__Problem requirements__:
Tell how many lines in the data contain the string "impl", using a single number as the whole reply.

__Records provided__:

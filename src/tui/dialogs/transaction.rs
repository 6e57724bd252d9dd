//! Add-transaction dialog
//!
//! Modal form with Amount, Category, Date and Description fields. The
//! category is picked by cycling through the catalog rather than typed.
//! Validation failures stay in the form so the user can correct them.

use chrono::Local;
use crossterm::event::{KeyCode, KeyEvent, KeyModifiers};
use ratatui::{
    layout::{Constraint, Direction, Layout, Rect},
    style::{Color, Modifier, Style},
    text::{Line, Span},
    widgets::{Block, Borders, Clear, Paragraph},
    Frame,
};

use crate::error::LedgerError;
use crate::models::Catalog;
use crate::services::{TransactionInput, TransactionService, DATE_FORMAT};
use crate::tui::app::App;
use crate::tui::layout::centered_rect_fixed;
use crate::tui::widgets::input::TextInput;

/// Which field is currently focused in the transaction form
#[derive(Debug, Clone, Copy, PartialEq, Eq, Default)]
pub enum TransactionField {
    #[default]
    Amount,
    Category,
    Date,
    Description,
}

impl TransactionField {
    /// Get the next field (for Tab navigation)
    pub fn next(self) -> Self {
        match self {
            Self::Amount => Self::Category,
            Self::Category => Self::Date,
            Self::Date => Self::Description,
            Self::Description => Self::Amount,
        }
    }

    /// Get the previous field (for Shift+Tab navigation)
    pub fn prev(self) -> Self {
        match self {
            Self::Amount => Self::Description,
            Self::Category => Self::Amount,
            Self::Date => Self::Category,
            Self::Description => Self::Date,
        }
    }
}

/// State for the transaction form dialog
#[derive(Debug, Clone)]
pub struct TransactionFormState {
    pub focused_field: TransactionField,
    pub amount_input: TextInput,
    /// Position of the chosen category in the catalog
    pub category_index: usize,
    pub date_input: TextInput,
    pub description_input: TextInput,
    pub error_message: Option<String>,
}

impl Default for TransactionFormState {
    fn default() -> Self {
        Self::new()
    }
}

impl TransactionFormState {
    /// Empty form with today's date and the first category
    pub fn new() -> Self {
        let today = Local::now().format(DATE_FORMAT).to_string();
        let mut state = Self {
            focused_field: TransactionField::Amount,
            amount_input: TextInput::new().label("Amount").placeholder("e.g. 1200.50"),
            category_index: 0,
            date_input: TextInput::new()
                .label("Date")
                .placeholder("YYYY-MM-DD")
                .content(today),
            description_input: TextInput::new()
                .label("Description")
                .placeholder("optional"),
            error_message: None,
        };
        state.set_focus(TransactionField::Amount);
        state
    }

    pub fn set_focus(&mut self, field: TransactionField) {
        self.focused_field = field;
        self.amount_input.focused = field == TransactionField::Amount;
        self.date_input.focused = field == TransactionField::Date;
        self.description_input.focused = field == TransactionField::Description;
    }

    pub fn next_field(&mut self) {
        self.set_focus(self.focused_field.next());
    }

    pub fn prev_field(&mut self) {
        self.set_focus(self.focused_field.prev());
    }

    /// The text input behind the focused field; the category has none
    pub fn focused_input(&mut self) -> Option<&mut TextInput> {
        match self.focused_field {
            TransactionField::Amount => Some(&mut self.amount_input),
            TransactionField::Category => None,
            TransactionField::Date => Some(&mut self.date_input),
            TransactionField::Description => Some(&mut self.description_input),
        }
    }

    /// Step through a catalog of `len` categories, wrapping at both ends
    pub fn cycle_category(&mut self, len: usize, forward: bool) {
        if len == 0 {
            return;
        }
        self.category_index = if forward {
            (self.category_index + 1) % len
        } else {
            (self.category_index + len - 1) % len
        };
    }

    /// Raw input for validation by the transaction service
    pub fn to_input(&self, catalog: &Catalog) -> TransactionInput {
        let category = catalog
            .get(self.category_index)
            .map(|c| c.name.clone())
            .unwrap_or_default();

        TransactionInput::new(self.amount_input.value(), category, self.date_input.value())
            .with_description(self.description_input.value())
    }

    pub fn set_error(&mut self, msg: impl Into<String>) {
        self.error_message = Some(msg.into());
    }

    pub fn clear_error(&mut self) {
        self.error_message = None;
    }
}

/// Render the transaction dialog
pub fn render(frame: &mut Frame, app: &App) {
    let area = centered_rect_fixed(64, 12, frame.area());
    frame.render_widget(Clear, area);

    let block = Block::default()
        .title(" Add Transaction ")
        .title_style(
            Style::default()
                .fg(Color::Cyan)
                .add_modifier(Modifier::BOLD),
        )
        .borders(Borders::ALL)
        .border_style(Style::default().fg(Color::Cyan));

    let inner = block.inner(area);
    frame.render_widget(block, area);

    let chunks = Layout::default()
        .direction(Direction::Vertical)
        .constraints([
            Constraint::Length(1), // Amount
            Constraint::Length(1), // Category
            Constraint::Length(1), // Date
            Constraint::Length(1), // Description
            Constraint::Length(1), // Spacer
            Constraint::Length(2), // Error
            Constraint::Length(1), // Hints
            Constraint::Min(0),
        ])
        .split(inner);

    let form = &app.transaction_form;

    frame.render_widget(form.amount_input.clone(), chunks[0]);
    render_category_field(frame, app, chunks[1]);
    frame.render_widget(form.date_input.clone(), chunks[2]);
    frame.render_widget(form.description_input.clone(), chunks[3]);

    if let Some(error) = &form.error_message {
        let error = Paragraph::new(Line::from(Span::styled(
            error.as_str(),
            Style::default().fg(Color::Red),
        )))
        .wrap(ratatui::widgets::Wrap { trim: true });
        frame.render_widget(error, chunks[5]);
    }

    let hints = Line::from(vec![
        Span::styled("[Tab]", Style::default().fg(Color::Yellow)),
        Span::raw(" Next  "),
        Span::styled("[←/→]", Style::default().fg(Color::Yellow)),
        Span::raw(" Category  "),
        Span::styled("[Enter]", Style::default().fg(Color::Green)),
        Span::raw(" Save  "),
        Span::styled("[Esc]", Style::default().fg(Color::Red)),
        Span::raw(" Cancel"),
    ]);
    frame.render_widget(Paragraph::new(hints), chunks[6]);
}

fn render_category_field(frame: &mut Frame, app: &App, area: Rect) {
    let form = &app.transaction_form;
    let focused = form.focused_field == TransactionField::Category;

    let label_style = if focused {
        Style::default().fg(Color::Cyan).add_modifier(Modifier::BOLD)
    } else {
        Style::default().fg(Color::Cyan)
    };
    let value_style = if focused {
        Style::default().fg(Color::Black).bg(Color::Cyan)
    } else {
        Style::default().fg(Color::Yellow)
    };

    let (name, kind) = app
        .storage
        .ledger
        .catalog()
        .get(form.category_index)
        .map(|c| (c.name.as_str(), c.kind.label()))
        .unwrap_or(("-", ""));

    let line = Line::from(vec![
        Span::styled(format!("{:>12}: ", "Category"), label_style),
        Span::styled(format!("< {} >", name), value_style),
        Span::styled(format!(" {}", kind), Style::default().fg(Color::DarkGray)),
    ]);
    frame.render_widget(Paragraph::new(line), area);
}

/// Handle key input for the transaction dialog
pub fn handle_key(app: &mut App, key: KeyEvent) {
    let catalog_len = app.storage.ledger.catalog().len();
    let form = &mut app.transaction_form;

    match key.code {
        KeyCode::Esc => app.close_dialog(),

        KeyCode::Tab if key.modifiers.contains(KeyModifiers::SHIFT) => form.prev_field(),
        KeyCode::Tab => form.next_field(),
        KeyCode::BackTab => form.prev_field(),

        KeyCode::Enter => {
            if let Err(e) = save_transaction(app) {
                app.transaction_form.set_error(e);
            }
        }

        KeyCode::Left | KeyCode::Up if form.focused_field == TransactionField::Category => {
            form.cycle_category(catalog_len, false);
        }
        KeyCode::Right | KeyCode::Down if form.focused_field == TransactionField::Category => {
            form.cycle_category(catalog_len, true);
        }

        KeyCode::Left => {
            if let Some(input) = form.focused_input() {
                input.move_left();
            }
        }
        KeyCode::Right => {
            if let Some(input) = form.focused_input() {
                input.move_right();
            }
        }
        KeyCode::Home => {
            if let Some(input) = form.focused_input() {
                input.move_start();
            }
        }
        KeyCode::End => {
            if let Some(input) = form.focused_input() {
                input.move_end();
            }
        }

        KeyCode::Backspace => {
            form.clear_error();
            if let Some(input) = form.focused_input() {
                input.backspace();
            }
        }
        KeyCode::Delete => {
            form.clear_error();
            if let Some(input) = form.focused_input() {
                input.delete();
            }
        }

        KeyCode::Char(c) => {
            form.clear_error();
            if let Some(input) = form.focused_input() {
                input.insert(c);
            }
        }

        _ => {}
    }
}

/// Validate and add the transaction, closing the dialog on success
fn save_transaction(app: &mut App) -> Result<(), String> {
    let input = app.transaction_form.to_input(app.storage.ledger.catalog());

    let (id, txn) = TransactionService::new(app.storage)
        .create(&input)
        .map_err(|e| match e {
            LedgerError::Validation(msg) => msg,
            other => other.to_string(),
        })?;

    app.close_dialog();
    app.select_last();
    app.set_status(format!(
        "Added {}: {} {} ({})",
        id, txn.category.name, txn.amount, txn.category.kind
    ));

    Ok(())
}

#[cfg(test)]
mod tests {
    use super::*;

    #[test]
    fn test_field_cycle() {
        let mut form = TransactionFormState::new();
        assert_eq!(form.focused_field, TransactionField::Amount);
        assert!(form.amount_input.focused);

        form.next_field();
        assert_eq!(form.focused_field, TransactionField::Category);
        assert!(form.focused_input().is_none());

        form.next_field();
        form.next_field();
        form.next_field();
        assert_eq!(form.focused_field, TransactionField::Amount);

        form.prev_field();
        assert_eq!(form.focused_field, TransactionField::Description);
        assert!(form.description_input.focused);
        assert!(!form.amount_input.focused);
    }

    #[test]
    fn test_category_cycle_wraps() {
        let mut form = TransactionFormState::new();
        form.cycle_category(5, false);
        assert_eq!(form.category_index, 4);
        form.cycle_category(5, true);
        assert_eq!(form.category_index, 0);
        form.cycle_category(0, true);
        assert_eq!(form.category_index, 0);
    }

    #[test]
    fn test_date_prefilled() {
        let form = TransactionFormState::new();
        let today = Local::now().format(DATE_FORMAT).to_string();
        assert_eq!(form.date_input.value(), today);
    }

    #[test]
    fn test_to_input() {
        let catalog = Catalog::default();
        let mut form = TransactionFormState::new();
        form.amount_input = TextInput::new().content("40");
        form.date_input = TextInput::new().content("2025-01-02");
        form.description_input = TextInput::new().content("market");
        form.category_index = catalog.position("Groceries").unwrap();

        let input = form.to_input(&catalog);
        assert_eq!(
            input,
            TransactionInput::new("40", "Groceries", "2025-01-02").with_description("market")
        );
    }
}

__Answer to the exercise__:
4